How to Think When You Feel Like Giving Up: Tips for People with Asperger’s

Have you ever felt so beaten up and worn down that you just wanted to quit life? If so, welcome to the club. My name is Sara. I’m 34 years old and was diagnosed with AS at age 26. 

I’ve been asked to share some ideas that I tend to focus on when I feel like giving up, so here goes:

Bravery doesn’t always roar. Sometimes it’s just a little voice in your head which reminds you that tomorrow is another day – a day in which you can try again. I focus on the good things I will lose if I STOP trying, rather than worrying about the potential mistakes associated with trying.

I believe that the universe has a plan for all of us.  We will see that plan when the timing is right – and not a minute sooner. The problem with some of us on the autism spectrum is that we have little patience to wait for that right timing, and so we give up. “It hasn’t happened by now, therefore, it will never happen,” you might think. Unfortunately, with that thought in your head, you have just guaranteed that the plan the universe has for you will never come to fruition.

If you never step forward again, you’re stuck right where you’re at. If you never go after it again, you’ll never have it.  So, be careful what you say to yourself, because you believe what you say about you more so than what other people say about you.



Life never turns out like we expected it to. This is a universal truth. So, stop thinking that things “should be” different for you right now. Your genetics, the environment you grew up in, your personal choices …all brought you to where you are today. You’re right where you’re supposed to be.

Stay in the present moment, rather than looking back in regret or looking forward in fear. Decide to focus on what you can create in this day. If you do, tomorrow will reveal itself exactly as it should, just as yesterday already has.

Life is about taking just one step at a time, telling yourself that you’re able, respecting your integrity, making mistakes, and learning from those mistakes so you can keep moving forward and grow.  If you’re making mistakes, then you’re actually DOING something and getting real world lessons.  Real learning comes from making mistakes.

Some of us with Asperger’s are perfectionistic. As such, we may become devastated when we make a mistake. We look at it as a failure. But, mistakes are simply small stepping stones that lead to success – the opposite of failure, indeed.
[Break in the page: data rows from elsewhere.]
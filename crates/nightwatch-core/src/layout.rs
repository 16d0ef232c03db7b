use std::path::{Path, PathBuf};

use crate::config::{LayoutConfig, TelescopeConfig};
use crate::consts::SIDECAR_EXTENSION;
use crate::frame::Frame;

/// Directories of one night under the data root.
#[derive(Clone, Debug, PartialEq)]
pub struct NightLayout {
    pub night: String,
    pub night_dir: PathBuf,
    pub raw_dir: PathBuf,
    pub metadata_dir: PathBuf,
    pub dark_dir: PathBuf,
}

impl NightLayout {
    pub fn new(layout: &LayoutConfig, night: &str) -> Self {
        Self::for_night_dir(layout, &layout.data_root.join(night))
    }

    /// Layout of the night a frame belongs to, based on where the frame
    /// actually sits rather than on the configured data root.
    pub fn of_frame(layout: &LayoutConfig, frame: &Frame) -> Self {
        Self::for_night_dir(layout, frame.night_dir())
    }

    fn for_night_dir(layout: &LayoutConfig, night_dir: &Path) -> Self {
        let night = night_dir
            .file_name()
            .map(|n| n.to_string_lossy().into_owned())
            .unwrap_or_default();
        Self {
            night,
            night_dir: night_dir.to_path_buf(),
            raw_dir: night_dir.join(&layout.raw_dir),
            metadata_dir: night_dir.join(&layout.metadata_dir),
            dark_dir: night_dir.join(&layout.dark_dir),
        }
    }

    /// `<night>/<metadata-dir>/<basename>.info`
    pub fn sidecar_for(&self, basename: &str) -> PathBuf {
        self.metadata_dir
            .join(format!("{basename}.{SIDECAR_EXTENSION}"))
    }
}

/// Night-level files every processed frame appends to.
#[derive(Clone, Debug, PartialEq)]
pub struct AggregatePaths {
    pub log: PathBuf,
    pub html: PathBuf,
    pub summary: PathBuf,
}

impl AggregatePaths {
    pub fn new(layout: &LayoutConfig, telescope: &TelescopeConfig, night: &str) -> Self {
        let dir = telescope_logs_dir(layout, telescope);
        let stem = format!("{night}_{}", telescope.name);
        Self {
            log: dir.join(format!("{stem}_IQMonLog.txt")),
            html: dir.join(format!("{stem}.html")),
            summary: dir.join(format!("{stem}_Summary.txt")),
        }
    }

    pub fn all(&self) -> [&Path; 3] {
        [&self.log, &self.html, &self.summary]
    }
}

pub fn telescope_logs_dir(layout: &LayoutConfig, telescope: &TelescopeConfig) -> PathBuf {
    layout.logs_dir.join(&telescope.long_name)
}

/// Symlink kept pointing at tonight's HTML table.
pub fn tonight_link(layout: &LayoutConfig, telescope: &TelescopeConfig) -> PathBuf {
    telescope_logs_dir(layout, telescope).join(&layout.tonight_link)
}

/// Rendered JPEGs for one frame.
#[derive(Clone, Debug, PartialEq)]
pub struct JpegPaths {
    pub full: PathBuf,
    pub crop: PathBuf,
}

impl JpegPaths {
    pub fn new(layout: &LayoutConfig, telescope: &TelescopeConfig, basename: &str) -> Self {
        let dir = layout.plots_dir.join(&telescope.long_name);
        Self {
            full: dir.join(format!("{basename}_full.jpg")),
            crop: dir.join(format!("{basename}_crop.jpg")),
        }
    }
}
Don’t be afraid of mistakes. But, DO BE AFRAID of dreading tomorrow.  And DO BE AFRAID of allowing regret and resentment about something that happened yesterday to enter your mind. These thoughts will keep you frozen in your tracks, unwilling to try, unwilling to make a mistake, and therefore unable to learn the associated life lessons.

The more mistakes you make, the more lessons you receive. The more lessons you receive, the more wisdom you possess. The more wisdom you possess, the better decisions you make. And this makes for a more satisfying life all the way around.
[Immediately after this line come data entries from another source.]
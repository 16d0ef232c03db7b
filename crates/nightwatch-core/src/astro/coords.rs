use chrono::{DateTime, NaiveDate, TimeZone, Utc};

use crate::metadata::sexagesimal::parse_sexagesimal;

/// Julian date of the J2000.0 epoch.
const J2000: f64 = 2_451_545.0;
const UNIX_EPOCH_JD: f64 = 2_440_587.5;

/// Right ascension and declination, degrees.
#[derive(Clone, Copy, Debug, PartialEq)]
pub struct Equatorial {
    pub ra_deg: f64,
    pub dec_deg: f64,
}

/// Altitude above the horizon and azimuth (north = 0, east = 90), degrees.
#[derive(Clone, Copy, Debug, PartialEq)]
pub struct Horizontal {
    pub alt_deg: f64,
    pub az_deg: f64,
}

pub fn julian_date(time: DateTime<Utc>) -> f64 {
    let secs = time.timestamp() as f64 + f64::from(time.timestamp_subsec_nanos()) * 1e-9;
    UNIX_EPOCH_JD + secs / 86_400.0
}

/// Greenwich mean sidereal time in degrees, [0, 360).
pub fn gmst_deg(jd: f64) -> f64 {
    let d = jd - J2000;
    let t = d / 36_525.0;
    let gmst = 280.460_618_37 + 360.985_647_366_29 * d + 0.000_387_933 * t * t
        - t * t * t / 38_710_000.0;
    gmst.rem_euclid(360.0)
}

/// Great-circle distance between two positions, degrees.
pub fn angular_separation(a: Equatorial, b: Equatorial) -> f64 {
    let (ra1, dec1) = (a.ra_deg.to_radians(), a.dec_deg.to_radians());
    let (ra2, dec2) = (b.ra_deg.to_radians(), b.dec_deg.to_radians());
    let dra = ra2 - ra1;
    // Vincenty form: well conditioned at both small and large separations.
    let num = ((dec2.cos() * dra.sin()).powi(2)
        + (dec1.cos() * dec2.sin() - dec1.sin() * dec2.cos() * dra.cos()).powi(2))
    .sqrt();
    let den = dec1.sin() * dec2.sin() + dec1.cos() * dec2.cos() * dra.cos();
    num.atan2(den).to_degrees()
}

/// Topocentric-free horizontal coordinates for an observer at
/// `latitude`/`longitude` (degrees, east positive).
pub fn equatorial_to_horizontal(
    target: Equatorial,
    latitude: f64,
    longitude: f64,
    time: DateTime<Utc>,
) -> Horizontal {
    let lst = gmst_deg(julian_date(time)) + longitude;
    let ha = (lst - target.ra_deg).to_radians();
    let dec = target.dec_deg.to_radians();
    let lat = latitude.to_radians();

    let sin_alt = dec.sin() * lat.sin() + dec.cos() * lat.cos() * ha.cos();
    let alt = sin_alt.clamp(-1.0, 1.0).asin();
    let az = (-ha.sin() * dec.cos()).atan2(lat.cos() * dec.sin() - lat.sin() * dec.cos() * ha.cos());
    Horizontal {
        alt_deg: alt.to_degrees(),
        az_deg: az.to_degrees().rem_euclid(360.0),
    }
}

/// Plane-parallel airmass, `sec z`. `None` at or below the horizon.
pub fn airmass(alt_deg: f64) -> Option<f64> {
    (alt_deg > 0.0).then(|| 1.0 / alt_deg.to_radians().sin())
}

/// Parse `YYYY-MM-DDTHH:MM:SS[.s]`, including the unpadded seconds written
/// into `DATE-OBS` from sidecar UT start times.
pub fn parse_timestamp(s: &str) -> Option<DateTime<Utc>> {
    let (date, time) = s.trim().split_once('T')?;
    let date = NaiveDate::parse_from_str(date, "%Y-%m-%d").ok()?;
    let hours = parse_sexagesimal(time)?;
    if !(0.0..24.0).contains(&hours) {
        return None;
    }
    let midnight = Utc.from_utc_datetime(&date.and_hms_opt(0, 0, 0)?);
    let millis = (hours * 3_600_000.0).round() as i64;
    Some(midnight + chrono::Duration::milliseconds(millis))
}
Unless you have committed suicide, your track record for getting through tough days is 100% so far. How many times have you looked back at a hugely stressful event and said to yourself, “How did I get through all of that mess?” See! You know how much courage that took. You know how strong you really are!
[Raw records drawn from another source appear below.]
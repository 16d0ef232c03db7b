use std::path::Path;

use tracing::debug;

use crate::error::{NightwatchError, Result};

/// Facts recorded by the acquisition system for one frame.
///
/// Every field is independent: a sidecar missing some labels still fills
/// the others.
#[derive(Clone, Debug, Default, PartialEq)]
pub struct SidecarMetadata {
    pub target: Option<String>,
    /// Shutter duration in seconds.
    pub exposure_s: Option<f64>,
    /// Commanded right ascension in decimal degrees.
    pub ra_deg: Option<f64>,
    /// Commanded declination in decimal degrees.
    pub dec_deg: Option<f64>,
    /// Exposure start in decimal UT hours.
    pub ut_start_hours: Option<f64>,
    pub image_type: Option<String>,
}

type FieldParser = fn(&mut SidecarMetadata, &str) -> bool;

/// Recognized labels and how to store their value.
const FIELDS: &[(&str, FieldParser)] = &[
    ("TARGET", |m, v| set_text(&mut m.target, v)),
    ("EXPTIME", |m, v| set_number(&mut m.exposure_s, v)),
    ("RA", |m, v| set_number(&mut m.ra_deg, v)),
    ("DEC", |m, v| set_number(&mut m.dec_deg, v)),
    ("UT START", |m, v| set_number(&mut m.ut_start_hours, v)),
    ("IMTYPE", |m, v| set_word(&mut m.image_type, v)),
];

fn set_text(slot: &mut Option<String>, value: &str) -> bool {
    let value = value.trim();
    if value.is_empty() {
        return false;
    }
    *slot = Some(value.to_string());
    true
}

/// First token as a float; a trailing unit such as `deg` or `s` is ignored.
fn set_number(slot: &mut Option<f64>, value: &str) -> bool {
    match value.split_whitespace().next().map(str::parse::<f64>) {
        Some(Ok(v)) if v.is_finite() => {
            *slot = Some(v);
            true
        }
        _ => false,
    }
}

/// Leading run of word characters.
fn set_word(slot: &mut Option<String>, value: &str) -> bool {
    let word: String = value
        .trim_start()
        .chars()
        .take_while(|c| c.is_ascii_alphanumeric() || *c == '_')
        .collect();
    if word.is_empty() {
        return false;
    }
    *slot = Some(word);
    true
}

/// Labels compare case-insensitively with runs of whitespace collapsed.
fn normalize_label(label: &str) -> String {
    label
        .split_whitespace()
        .collect::<Vec<_>>()
        .join(" ")
        .to_ascii_uppercase()
}

impl SidecarMetadata {
    /// Apply every recognized `LABEL: value` line; anything else is skipped.
    pub fn parse(text: &str) -> Self {
        let mut meta = Self::default();
        for line in text.lines() {
            let Some((label, value)) = line.split_once(':') else {
                continue;
            };
            let label = normalize_label(label);
            for (name, parser) in FIELDS {
                if label == *name && !parser(&mut meta, value) {
                    debug!(label = *name, value = value.trim(), "Sidecar value not understood");
                }
            }
        }
        meta
    }

    pub fn read(path: &Path) -> Result<Self> {
        if !path.is_file() {
            return Err(NightwatchError::MetadataUnavailable(path.to_path_buf()));
        }
        let bytes = std::fs::read(path)?;
        Ok(Self::parse(&String::from_utf8_lossy(&bytes)))
    }

    pub fn is_empty(&self) -> bool {
        *self == Self::default()
    }
}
Discomfort is inevitable – but suffering through the period of discomfort is optional. Giving up is a form of suffering. Viewing mistakes as failures is also a form of suffering. So, if you’ve thought about giving up on relationships, on God, and on life, you owe it to yourself to give YOU another chance.

If you keep pushing, the pieces will all come together eventually. Good things will emerge in your life, even if they don’t turn out exactly the way you thought they might.